The doctor's supporters, represented by Soury Communications Inc., said in a statement that "with only weak circumstantial evidence tying her to the crime, Mazoltov Borukhova swears that she is innocent and that she took absolutely no part in the murder of her husband, Daniel Malakov."

In December, Borukhova's friends established a tip line and offered a $10,000 reward for information leading to her exoneration. Her friends have also hired former NYPD homicide detective Jay Salpeter.

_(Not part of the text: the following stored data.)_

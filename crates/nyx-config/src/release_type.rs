//! Release type definitions: named policies selected by branch name.

use std::collections::HashMap;

use serde::{Deserialize, Serialize};

/// A named release policy. The first release type (in declaration order
/// within `enabled`) whose `branch_filter` matches the current branch and
/// whose `environment_variables` predicates all hold wins.
#[derive(Debug, Clone, PartialEq, Eq, Serialize, Deserialize)]
#[serde(rename_all = "camelCase")]
pub struct ReleaseType {
    pub branch_filter: String,

    /// Environment variable name -> regex the variable's value must match.
    #[serde(default)]
    pub environment_variables: HashMap<String, String>,

    #[serde(default)]
    pub collapsed_versioning: bool,

    /// Template rendered to produce the prerelease qualifier when
    /// `collapsed_versioning` is set (e.g. `"alpha"`, or a template like
    /// `"{{#first}}{{branch}}{{/first}}"`).
    pub collapsed_version_qualifier: Option<String>,

    /// A `semver::VersionReq`-parseable range the inferred version must
    /// satisfy.
    pub version_range: Option<String>,

    #[serde(default)]
    pub version_range_from_branch_name: bool,

    #[serde(default)]
    pub publish: bool,

    #[serde(default)]
    pub git_commit: bool,

    #[serde(default)]
    pub git_tag: bool,

    #[serde(default)]
    pub git_push: bool,

    pub commit_message: Option<String>,
    pub tag_message: Option<String>,
    pub publish_message: Option<String>,
}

“With the tip line you hope that new information will come in,” Salpeter said in December. On Wednesday, Salpeter said that he had "received tips and everything that comes in is investigated," but he declined further comment.

Salpeter said he had been successful with using tip lines in other high-profile cases, including the case of Marty Tankleff, who served 17 years in prison for the 1988 murder of his parents on Long Island before he was eventually exonerated, and in the “West Memphis Three” case, in which three teenagers were convicted of the 1993 murders of three boys in West Memphis, Ark. They were set free after the discovery of new evidence.